Estimated time to read: 3 minutes

Inviting Team Members

You can invite Team Members to an account from the App Dashboard. Click on Team Members in the User menu (top right), then select Add Team Member.

Once you've added a Team Member, an invitation email will be sent to the provided email address.

  • If the email address is already registered, the invite will include a link to the login page. After logging in, the Team Member can choose which account to access.
  • If the email address is not yet registered, the invite will include a link to create an account.

Multi-account access

Users can be added to multiple accounts. To do this, simply invite the existing user's email address from another account. This will give the user access to both accounts, allowing them to switch between them as needed.

Delivery Status Notifications

We support receiving Delivery Status Notifications (DSNs) for Bounced emails. You can enable this feature on the Account Settings page within the app Dashboard.

If enabled, DSNs will be sent for bounced emails. The recipient of these DSNs can be configured account wide or on the domain level.

Two-Factor Authentication

Two-Factor Authentication (2FA) can be enabled at the user level. To set it up, go to the Profile Settings page in the App Dashboard, and click Enable 2FA.

Enforcing Two-Factor Authentication

Account Administrators can require all Team Members to use Two-Factor Authentication (2FA). To enforce 2FA, go to the Account Settings page and enable Enforce Two-Factor Authentication.

Enforcement can only be enabled after the user has activated 2FA on their own account.

OpenID Connect SSO

OpenID Connect Single Sign-On (SSO) allows your Team Members to log in using your organization's existing identity provider—such as Microsoft Entra ID (Azure AD), Google Workspace, Authentik, Zitadel or Okta.

Configuring Single Sign-On

As the Account Owner, go to the App Dashboard, open Account Settings, and scroll down to the OpenID Connect SSO section.

Check Enable OpenID Connect SSO to begin the configuration.

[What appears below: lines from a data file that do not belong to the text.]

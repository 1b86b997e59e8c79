use std::time::Duration;

use thiserror::Error;

use crate::display::BindingId;
use crate::media::MediaCommand;
use crate::notch::Phase;

/// A guard rejected a surface transition. Recovered locally as a no-op.
#[derive(Debug, Clone, Copy, PartialEq, Eq, Error)]
#[error("cannot {requested} while {from:?}")]
pub struct InvalidTransition {
    pub from: Phase,
    pub requested: &'static str,
}

/// Failures surfaced to callers of the command executor.
#[derive(Debug, Clone, PartialEq, Error)]
pub enum CommandError {
    /// The attempt budget was exhausted; the transport was not invoked.
    #[error("{kind} failed: max attempts exceeded ({attempts})")]
    ExecutionFailed { kind: MediaCommand, attempts: u32 },
    /// A single attempt failed; the caller may retry after `retry_after`.
    #[error("{kind} attempt {attempts} failed: {source}")]
    AttemptFailed {
        kind: MediaCommand,
        attempts: u32,
        retry_after: Duration,
        #[source]
        source: TransportError,
    },
    /// No transport is available. Does not consume the retry budget.
    #[error("media transport unavailable")]
    TransportUnavailable,
}

#[derive(Debug, Clone, PartialEq, Eq, Error)]
pub enum TransportError {
    #[error("{0} not found")]
    Unavailable(String),
    #[error("{program} exited with {status}")]
    Failed { program: String, status: String },
    #[error("{0}")]
    Io(String),
}

#[derive(Debug, Clone, Copy, PartialEq, Eq, Error)]
pub enum CoordinatorError {
    /// An event arrived for a binding that has already been torn down.
    #[error("no display binding {0}")]
    DisplayBindingMissing(BindingId),
}
//! Open/close state machine for a single notch surface.

use std::time::Duration;

use crate::config::Preferences;
use crate::display::BindingId;
use crate::error::InvalidTransition;
use crate::geometry::{CLOSED_SIZE, OPEN_SIZE, Size};
use crate::timer::{OverlayTimer, TimerRequest, TimerSlot, TimerToken};

pub const OPEN_ANIMATION: Duration = Duration::from_millis(400);
pub const CLOSE_ANIMATION: Duration = Duration::from_millis(300);

#[derive(Debug, Clone, Copy, PartialEq, Eq)]
pub enum Phase {
    Closed,
    Opening,
    Open,
    Closing,
}

impl Phase {
    fn resting_size(self) -> Size {
        match self {
            Phase::Closed | Phase::Closing => CLOSED_SIZE,
            Phase::Open | Phase::Opening => OPEN_SIZE,
        }
    }
}

/// Pane shown when the notch is open.
#[derive(Debug, Clone, Copy, PartialEq, Eq, Default)]
pub enum NotchView {
    #[default]
    Home,
    Shelf,
}

impl NotchView {
    pub fn from_name(name: &str) -> Option<Self> {
        match name {
            "home" => Some(NotchView::Home),
            "shelf" => Some(NotchView::Shelf),
            _ => None,
        }
    }
}

/// Decides which pane a surface shows the next time it opens, evaluated
/// each time a close completes.
pub trait ClosePolicy: Send + Sync {
    fn view_after_close(&self, current: NotchView, prefs: &Preferences) -> NotchView;
}

/// Returns to Home unless the user asked to remember the last pane.
#[derive(Debug, Clone, Copy, Default)]
pub struct HomeAfterClose;

impl ClosePolicy for HomeAfterClose {
    fn view_after_close(&self, current: NotchView, prefs: &Preferences) -> NotchView {
        if prefs.remember_last_view {
            current
        } else {
            NotchView::Home
        }
    }
}

/// Read-only view of a surface handed to the rendering layer.
#[derive(Debug, Clone, Copy, PartialEq)]
pub struct SurfaceSnapshot {
    pub phase: Phase,
    pub current_size: Size,
    pub target_size: Size,
    pub view: NotchView,
}

#[derive(Debug)]
pub struct SurfaceStateMachine {
    phase: Phase,
    current_size: Size,
    target_size: Size,
    view: NotchView,
    transition: OverlayTimer,
}

impl SurfaceStateMachine {
    pub fn new(binding: BindingId) -> Self {
        Self {
            phase: Phase::Closed,
            current_size: CLOSED_SIZE,
            target_size: CLOSED_SIZE,
            view: NotchView::default(),
            transition: OverlayTimer::new(TimerSlot::Transition(binding)),
        }
    }

    pub fn phase(&self) -> Phase {
        self.phase
    }

    #[allow(dead_code)]
    pub fn is_transitioning(&self) -> bool {
        self.transition.is_armed()
    }

    pub fn snapshot(&self) -> SurfaceSnapshot {
        SurfaceSnapshot {
            phase: self.phase,
            current_size: self.current_size,
            target_size: self.target_size,
            view: self.view,
        }
    }

    pub fn open(&mut self) -> Result<TimerRequest, InvalidTransition> {
        if self.phase != Phase::Closed || self.transition.is_armed() {
            return Err(self.reject("open"));
        }
        self.phase = Phase::Opening;
        self.target_size = OPEN_SIZE;
        Ok(self.transition.start(OPEN_ANIMATION))
    }

    pub fn close(&mut self) -> Result<TimerRequest, InvalidTransition> {
        if self.phase != Phase::Open || self.transition.is_armed() {
            return Err(self.reject("close"));
        }
        self.phase = Phase::Closing;
        self.target_size = CLOSED_SIZE;
        Ok(self.transition.start(CLOSE_ANIMATION))
    }

    fn reject(&self, requested: &'static str) -> InvalidTransition {
        let err = InvalidTransition {
            from: self.phase,
            requested,
        };
        tracing::debug!("ignored: {err}");
        err
    }

    /// Apply a transition-complete callback. Stale tokens are ignored.
    /// `next_view` is consulted only when a close lands.
    pub fn complete(
        &mut self,
        token: TimerToken,
        next_view: impl FnOnce(NotchView) -> NotchView,
    ) -> bool {
        if !self.transition.fire(token) {
            tracing::debug!("stale transition timer {token:?}");
            return false;
        }
        match self.phase {
            Phase::Opening => {
                self.phase = Phase::Open;
                self.current_size = self.target_size;
            }
            Phase::Closing => {
                self.phase = Phase::Closed;
                self.current_size = self.target_size;
                self.view = next_view(self.view);
            }
            // A resting phase never owns an armed transition timer.
            Phase::Closed | Phase::Open => return false,
        }
        true
    }

    /// Snap to `phase`, discarding any transition in flight. A transitional
    /// phase is re-armed under a fresh token so it still lands.
    pub fn force_reset(&mut self, phase: Phase) -> Option<TimerRequest> {
        self.transition.cancel();
        self.phase = phase;
        self.target_size = phase.resting_size();
        match phase {
            Phase::Closed | Phase::Open => {
                self.current_size = self.target_size;
                None
            }
            Phase::Opening => Some(self.transition.start(OPEN_ANIMATION)),
            Phase::Closing => Some(self.transition.start(CLOSE_ANIMATION)),
        }
    }

    pub fn set_view(&mut self, view: NotchView) {
        self.view = view;
    }

    pub fn teardown(&mut self) {
        self.transition.cancel();
    }
}
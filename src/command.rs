//! Media command execution with per-kind dedup and a bounded retry budget.

use std::sync::{Arc, Mutex, MutexGuard, PoisonError};
use std::time::Duration;

use crate::error::{CommandError, TransportError};
use crate::media::{MediaCommand, MediaTransport};

pub const MAX_ATTEMPTS: u32 = 3;
const BACKOFF_BASE: Duration = Duration::from_millis(250);

#[derive(Debug, Clone, Copy, PartialEq, Eq)]
pub enum CommandOutcome {
    Completed,
    /// The same kind was already in flight; nothing was sent.
    DuplicateSuppressed,
}

pub type CommandResult = Result<CommandOutcome, CommandError>;

type OutcomeObserver = Arc<dyn Fn(MediaCommand, &CommandResult) + Send + Sync>;

#[derive(Debug, Clone, Copy, Default)]
struct PendingCommand {
    /// Consecutive failed attempts.
    attempts: u32,
    in_flight: bool,
}

#[derive(Debug, Default)]
struct Table {
    entries: [PendingCommand; MediaCommand::COUNT],
    /// Bumped by `cancel_all`; completions from an older epoch are dropped.
    epoch: u64,
}

fn backoff(attempts: u32) -> Duration {
    BACKOFF_BASE * 2u32.saturating_pow(attempts.saturating_sub(1))
}

#[derive(Clone)]
pub struct CommandExecutor {
    transport: Arc<dyn MediaTransport>,
    table: Arc<Mutex<Table>>,
    observers: Arc<Mutex<Vec<OutcomeObserver>>>,
}

impl CommandExecutor {
    pub fn new(transport: Arc<dyn MediaTransport>) -> Self {
        Self {
            transport,
            table: Arc::new(Mutex::new(Table::default())),
            observers: Arc::new(Mutex::new(Vec::new())),
        }
    }

    fn table(&self) -> MutexGuard<'_, Table> {
        self.table.lock().unwrap_or_else(PoisonError::into_inner)
    }

    /// Register a callback invoked with every outcome.
    pub fn on_outcome(&self, observer: impl Fn(MediaCommand, &CommandResult) + Send + Sync + 'static) {
        self.observers
            .lock()
            .unwrap_or_else(PoisonError::into_inner)
            .push(Arc::new(observer));
    }

    fn report(&self, kind: MediaCommand, result: CommandResult) -> CommandResult {
        let observers = self
            .observers
            .lock()
            .unwrap_or_else(PoisonError::into_inner)
            .clone();
        for observer in &observers {
            observer(kind, &result);
        }
        result
    }

    pub fn is_in_flight(&self, kind: MediaCommand) -> bool {
        self.table().entries[kind.index()].in_flight
    }

    #[allow(dead_code)]
    pub fn attempts(&self, kind: MediaCommand) -> u32 {
        self.table().entries[kind.index()].attempts
    }

    pub async fn execute(&self, kind: MediaCommand, parameter: Option<f64>) -> CommandResult {
        if !self.transport.is_available() {
            return self.report(kind, Err(CommandError::TransportUnavailable));
        }

        let guard = match self.admit(kind) {
            Admission::Run(guard) => guard,
            Admission::Duplicate => {
                tracing::debug!("{kind} already in flight; duplicate suppressed");
                return self.report(kind, Ok(CommandOutcome::DuplicateSuppressed));
            }
            Admission::Exhausted(attempts) => {
                tracing::warn!("{kind}: giving up after {attempts} attempt(s)");
                return self.report(kind, Err(CommandError::ExecutionFailed { kind, attempts }));
            }
        };

        let sent = self.transport.send_command(kind, parameter).await;
        let result = guard.finish(sent);
        self.report(kind, result)
    }

    /// Mark `kind` in flight unless it is already running or out of budget.
    /// An exhausted entry is cleared so the following call starts over.
    fn admit(&self, kind: MediaCommand) -> Admission {
        let mut table = self.table();
        let epoch = table.epoch;
        let entry = &mut table.entries[kind.index()];
        if entry.in_flight {
            return Admission::Duplicate;
        }
        if entry.attempts >= MAX_ATTEMPTS {
            let attempts = entry.attempts;
            *entry = PendingCommand::default();
            return Admission::Exhausted(attempts);
        }
        entry.in_flight = true;
        Admission::Run(InFlight {
            table: Arc::clone(&self.table),
            kind,
            epoch,
            finished: false,
        })
    }

    /// Forget every in-flight marker and counter. Completions still running
    /// will not touch the table.
    pub fn cancel_all(&self) {
        let mut table = self.table();
        table.epoch += 1;
        table.entries = Default::default();
    }
}

enum Admission {
    Run(InFlight),
    Duplicate,
    Exhausted(u32),
}

/// Owns one kind's in-flight marker until the transport call completes or
/// the awaiting future is dropped.
struct InFlight {
    table: Arc<Mutex<Table>>,
    kind: MediaCommand,
    epoch: u64,
    finished: bool,
}

impl InFlight {
    fn finish(mut self, sent: Result<(), TransportError>) -> CommandResult {
        self.finished = true;
        let kind = self.kind;
        let mut table = self.table.lock().unwrap_or_else(PoisonError::into_inner);
        let current = table.epoch == self.epoch;
        let entry = &mut table.entries[kind.index()];
        if current {
            entry.in_flight = false;
        }
        match sent {
            Ok(()) => {
                if current {
                    entry.attempts = 0;
                }
                Ok(CommandOutcome::Completed)
            }
            Err(TransportError::Unavailable(what)) => {
                tracing::debug!("{kind}: {what} unavailable");
                Err(CommandError::TransportUnavailable)
            }
            Err(source) => {
                let attempts = if current {
                    entry.attempts += 1;
                    entry.attempts
                } else {
                    1
                };
                Err(CommandError::AttemptFailed {
                    kind,
                    attempts,
                    retry_after: backoff(attempts),
                    source,
                })
            }
        }
    }
}

impl Drop for InFlight {
    fn drop(&mut self) {
        if self.finished {
            return;
        }
        let mut table = self.table.lock().unwrap_or_else(PoisonError::into_inner);
        if table.epoch == self.epoch {
            table.entries[self.kind.index()].in_flight = false;
        }
    }
}
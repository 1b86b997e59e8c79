use iced::widget::text::Shaping;
use iced::widget::{column, container, mouse_area, row, space, text};
use iced::{Alignment, Color, Element, Length, mouse};

use crate::app::{Message, NotchHud};
use crate::display::BindingId;
use crate::events::{Event, OverlayKind};
use crate::media::MediaCommand;
use crate::notch::{NotchView, Phase};
use crate::theme::NOTCH_FONT;
use crate::util::{level_bar, truncate_str};

/// Extra width on each side of the closed notch while an expanding item shows.
const EXPANDED_WING: f32 = 64.0;
const CORNER_RADIUS: f32 = 14.0;
const LEVEL_CELLS: usize = 8;
const PEEK_LABEL_CHARS: usize = 18;
const TRACK_CHARS: usize = 48;

impl NotchHud {
    pub(crate) fn view_notch(&self, binding: BindingId) -> Element<'_, Message> {
        let Some(snapshot) = self.coordinator.surface(binding) else {
            return space::Space::new().width(0).height(0).into();
        };
        let opened = matches!(snapshot.phase, Phase::Opening | Phase::Open);

        let mut size = snapshot.target_size;
        if !opened && self.coordinator.expanding_item_for(binding).is_some() {
            size.width += 2.0 * EXPANDED_WING;
        }

        // Content follows the settled phase; mid-transition only the frame moves.
        let body = match snapshot.phase {
            Phase::Open => self.open_body(snapshot.view),
            Phase::Closed => self.closed_body(binding),
            Phase::Opening | Phase::Closing => space::Space::new().width(0).height(0).into(),
        };

        let notch = container(body)
            .width(size.width)
            .height(size.height)
            .padding([6, 14])
            .style(self.colors.notch_style(CORNER_RADIUS));

        let hover = mouse_area(notch)
            .on_enter(Message::Bus(Event::Pointer {
                binding,
                inside: true,
            }))
            .on_exit(Message::Bus(Event::Pointer {
                binding,
                inside: false,
            }));

        container(hover)
            .center_x(Length::Fill)
            .align_top(Length::Fill)
            .into()
    }

    fn closed_body(&self, binding: BindingId) -> Element<'_, Message> {
        let colors = &self.colors;
        let glyph = |s: String, color: Color| {
            text(s)
                .size(colors.peek_text)
                .color(color)
                .font(NOTCH_FONT)
                .shaping(Shaping::Advanced)
        };

        if let Some(item) = self.coordinator.expanding_item_for(binding) {
            return row![
                glyph(item.kind.default_icon().to_string(), colors.accent),
                space::horizontal(),
                glyph(format!("{:.0}%", item.value * 100.0), colors.text),
            ]
            .align_y(Alignment::Center)
            .into();
        }

        if let Some(peek) = self.coordinator.sneak_peek_for(binding) {
            let muted_mic = peek.kind == OverlayKind::Mic && peek.value >= 0.5;
            let icon_color = if muted_mic { colors.alert } else { colors.text };
            let detail = match (&peek.label, peek.kind) {
                (Some(label), _) => truncate_str(label, PEEK_LABEL_CHARS),
                (None, OverlayKind::Mic) => {
                    if muted_mic { "muted" } else { "live" }.to_string()
                }
                (None, _) => level_bar(peek.value, LEVEL_CELLS),
            };
            return row![
                glyph(peek.icon.clone(), icon_color),
                space::horizontal(),
                glyph(detail, colors.muted),
            ]
            .align_y(Alignment::Center)
            .into();
        }

        if self.coordinator.mic_muted() {
            // nf-fa-microphone_slash
            return row![space::horizontal(), glyph("\u{f131}".to_string(), colors.alert)].into();
        }
        space::Space::new().width(0).height(0).into()
    }

    fn open_body(&self, view: NotchView) -> Element<'_, Message> {
        let colors = &self.colors;
        let tab = |label: &'static str, this: NotchView| {
            text(label)
                .size(colors.title_text)
                .color(if view == this { colors.accent } else { colors.muted })
                .font(NOTCH_FONT)
        };
        let tabs = row![tab("Home", NotchView::Home), tab("Shelf", NotchView::Shelf)].spacing(12);

        let content: Element<'_, Message> = match view {
            NotchView::Home => self.now_playing_panel(),
            NotchView::Shelf => text("Shelf is empty")
                .size(colors.body_text)
                .color(colors.muted)
                .into(),
        };

        column![tabs, content]
            .spacing(10)
            .width(Length::Fill)
            .into()
    }

    fn now_playing_panel(&self) -> Element<'_, Message> {
        let colors = &self.colors;
        let title = match self.coordinator.now_playing() {
            Some(track) => truncate_str(&track.display_label(), TRACK_CHARS),
            None => "Nothing playing".to_string(),
        };
        let playing = self.coordinator.now_playing().is_some_and(|t| t.playing);

        let control = |glyph: &'static str, kind: MediaCommand| {
            // Pending commands are dimmed until they settle.
            let color = if self.executor.is_in_flight(kind) {
                colors.muted
            } else {
                colors.text
            };
            mouse_area(
                text(glyph)
                    .size(colors.title_text)
                    .color(color)
                    .font(NOTCH_FONT)
                    .shaping(Shaping::Advanced),
            )
            .on_press(Message::Media(kind, None))
            .interaction(mouse::Interaction::Pointer)
        };

        column![
            text(title)
                .size(colors.body_text)
                .color(colors.text)
                .font(NOTCH_FONT)
                .shaping(Shaping::Advanced),
            row![
                control("\u{f048}", MediaCommand::Previous),
                control(if playing { "\u{f04c}" } else { "\u{f04b}" }, MediaCommand::PlayPause),
                control("\u{f051}", MediaCommand::Next),
                control("\u{f074}", MediaCommand::ToggleShuffle),
                control("\u{f01e}", MediaCommand::ToggleRepeat),
            ]
            .spacing(18),
        ]
        .spacing(8)
        .into()
    }
}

You'll need the following details from your Identity Provider:

  • Configuration Type: Choose the authentication method—PKCE (recommended) or Client Credentials.
  • Domain: A comma-separated list of email domains associated with your Identity Provider (e.g., yourcompany.com). This helps match users during login.
  • Issuer URL: The base URL from your Identity Provider (e.g., https://iam.company.com).
  • Client ID: Provided by your Identity Provider.
  • Client Secret: Also provided by your Identity Provider.
  • Requested Scopes: A space-separated list of scopes (e.g., openid email profile). Defaults will be used if left blank.
  • Authorization Endpoint: e.g., https://iam.company.com/oauth/v2/authorize.
  • Token Endpoint: e.g., https://iam.company.com/oauth/v2/token.
  • Userinfo Endpoint: e.g., https://iam.company.com/oauth/v2/userinfo.
  • JWKS URI: e.g., https://iam.company.com/oauth/v2/keys.

After saving, the configuration will be validated and activated if the validation is successful.

After activating Single Sign-On

Once OIDC is activated, only users you've explicitly added as Team Members can access the account—and they must sign in through your Identity Provider (IdP). Their regular login credentials will no longer work.

The Account Owner is the only one who can still bypass the IdP, log in using regular credentials and request a password reset.

If a Team Member attempts to sign in via the standard login form or request a password reset, access will be denied, and they will be instructed to use the SSO login instead.

Troubleshooting SSO

For Microsoft Entra ID make sure that Allow public client flows is enabled, and the platform is set to Mobile and desktop applications (not Web or Single).